Task to complete: Both the line containing "filename crates/mctl-core/src/engine_loop.rs" and the line containing "use tracing::Level;" belong to the span. Output exactly that span from the listing below, and nothing outside it.

##### Source material #####

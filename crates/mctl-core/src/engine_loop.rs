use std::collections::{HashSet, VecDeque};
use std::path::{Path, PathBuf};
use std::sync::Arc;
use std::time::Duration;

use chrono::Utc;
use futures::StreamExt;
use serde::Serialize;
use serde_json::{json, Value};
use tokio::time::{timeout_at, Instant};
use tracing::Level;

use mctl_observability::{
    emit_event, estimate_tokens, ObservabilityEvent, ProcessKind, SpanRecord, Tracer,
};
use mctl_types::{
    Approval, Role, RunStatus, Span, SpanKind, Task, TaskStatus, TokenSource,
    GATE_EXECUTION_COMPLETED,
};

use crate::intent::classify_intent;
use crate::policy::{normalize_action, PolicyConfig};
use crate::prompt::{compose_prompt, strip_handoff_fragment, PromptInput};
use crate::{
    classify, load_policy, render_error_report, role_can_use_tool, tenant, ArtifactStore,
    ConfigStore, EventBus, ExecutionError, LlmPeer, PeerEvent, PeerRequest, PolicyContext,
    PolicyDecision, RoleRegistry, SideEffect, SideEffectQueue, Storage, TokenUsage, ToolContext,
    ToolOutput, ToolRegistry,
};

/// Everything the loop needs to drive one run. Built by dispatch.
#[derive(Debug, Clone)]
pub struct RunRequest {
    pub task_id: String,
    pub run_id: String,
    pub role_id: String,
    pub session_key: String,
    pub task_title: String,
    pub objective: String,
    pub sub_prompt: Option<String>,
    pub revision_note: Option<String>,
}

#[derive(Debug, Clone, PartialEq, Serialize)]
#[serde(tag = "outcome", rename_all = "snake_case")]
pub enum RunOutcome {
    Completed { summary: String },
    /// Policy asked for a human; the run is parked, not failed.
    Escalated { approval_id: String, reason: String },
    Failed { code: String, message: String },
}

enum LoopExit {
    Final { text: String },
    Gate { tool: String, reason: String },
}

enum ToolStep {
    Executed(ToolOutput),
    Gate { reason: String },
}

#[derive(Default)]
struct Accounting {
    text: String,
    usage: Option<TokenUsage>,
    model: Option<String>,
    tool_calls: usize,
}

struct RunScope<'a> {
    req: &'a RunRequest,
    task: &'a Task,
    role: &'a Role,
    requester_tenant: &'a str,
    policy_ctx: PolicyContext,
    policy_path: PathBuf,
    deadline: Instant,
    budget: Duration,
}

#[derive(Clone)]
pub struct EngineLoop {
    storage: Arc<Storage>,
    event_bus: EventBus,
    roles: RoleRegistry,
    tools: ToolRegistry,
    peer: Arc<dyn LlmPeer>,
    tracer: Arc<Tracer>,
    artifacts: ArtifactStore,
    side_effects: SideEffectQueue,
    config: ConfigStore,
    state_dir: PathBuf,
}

#####
##### Source material #####

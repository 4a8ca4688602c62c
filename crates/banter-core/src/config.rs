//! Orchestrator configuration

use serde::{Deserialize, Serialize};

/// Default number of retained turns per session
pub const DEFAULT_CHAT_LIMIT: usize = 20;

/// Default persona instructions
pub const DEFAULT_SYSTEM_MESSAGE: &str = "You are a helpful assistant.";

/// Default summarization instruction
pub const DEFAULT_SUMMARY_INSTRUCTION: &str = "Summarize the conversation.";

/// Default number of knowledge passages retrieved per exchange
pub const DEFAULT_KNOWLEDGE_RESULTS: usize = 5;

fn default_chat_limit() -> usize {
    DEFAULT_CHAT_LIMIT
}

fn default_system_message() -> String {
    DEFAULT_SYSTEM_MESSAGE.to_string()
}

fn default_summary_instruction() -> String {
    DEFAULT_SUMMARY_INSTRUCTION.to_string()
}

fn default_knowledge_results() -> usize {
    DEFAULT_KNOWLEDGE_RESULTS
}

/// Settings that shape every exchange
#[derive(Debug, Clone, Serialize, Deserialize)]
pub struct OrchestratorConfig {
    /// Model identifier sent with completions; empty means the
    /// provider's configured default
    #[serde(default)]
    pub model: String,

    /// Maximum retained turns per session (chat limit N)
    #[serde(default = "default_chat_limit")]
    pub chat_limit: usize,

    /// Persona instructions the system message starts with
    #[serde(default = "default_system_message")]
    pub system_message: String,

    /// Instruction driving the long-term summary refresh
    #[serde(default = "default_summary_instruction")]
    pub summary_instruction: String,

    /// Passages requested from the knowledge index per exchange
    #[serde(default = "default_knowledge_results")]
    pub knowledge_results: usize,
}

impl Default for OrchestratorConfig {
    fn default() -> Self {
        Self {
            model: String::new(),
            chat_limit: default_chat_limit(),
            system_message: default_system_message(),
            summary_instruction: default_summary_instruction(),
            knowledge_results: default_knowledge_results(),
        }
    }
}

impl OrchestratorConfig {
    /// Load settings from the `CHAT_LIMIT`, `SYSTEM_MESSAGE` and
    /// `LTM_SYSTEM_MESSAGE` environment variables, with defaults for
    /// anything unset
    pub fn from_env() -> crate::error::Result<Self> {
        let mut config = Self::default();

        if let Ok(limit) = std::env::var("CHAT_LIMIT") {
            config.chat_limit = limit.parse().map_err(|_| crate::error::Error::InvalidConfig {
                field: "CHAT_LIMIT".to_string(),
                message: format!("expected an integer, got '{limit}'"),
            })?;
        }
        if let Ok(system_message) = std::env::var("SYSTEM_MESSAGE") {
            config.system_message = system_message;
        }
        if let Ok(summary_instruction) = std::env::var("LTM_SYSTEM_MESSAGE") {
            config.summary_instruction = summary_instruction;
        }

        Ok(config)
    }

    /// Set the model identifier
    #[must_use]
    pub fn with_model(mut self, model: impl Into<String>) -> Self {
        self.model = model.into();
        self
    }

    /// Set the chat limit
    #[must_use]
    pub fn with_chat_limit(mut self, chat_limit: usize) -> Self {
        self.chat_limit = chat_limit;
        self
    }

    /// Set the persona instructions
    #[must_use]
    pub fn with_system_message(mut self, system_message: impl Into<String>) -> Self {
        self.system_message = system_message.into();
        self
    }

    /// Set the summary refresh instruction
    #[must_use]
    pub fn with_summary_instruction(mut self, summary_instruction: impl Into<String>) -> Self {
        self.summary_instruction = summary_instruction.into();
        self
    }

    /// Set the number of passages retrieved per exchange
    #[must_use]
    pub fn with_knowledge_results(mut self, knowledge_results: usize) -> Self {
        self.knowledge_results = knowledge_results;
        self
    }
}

#####

Task solution:
filename crates/mctl-core/src/engine_loop.rs
use std::collections::{HashSet, VecDeque};
use std::path::{Path, PathBuf};
use std::sync::Arc;
use std::time::Duration;

use chrono::Utc;
use futures::StreamExt;
use serde::Serialize;
use serde_json::{json, Value};
use tokio::time::{timeout_at, Instant};
use tracing::Level;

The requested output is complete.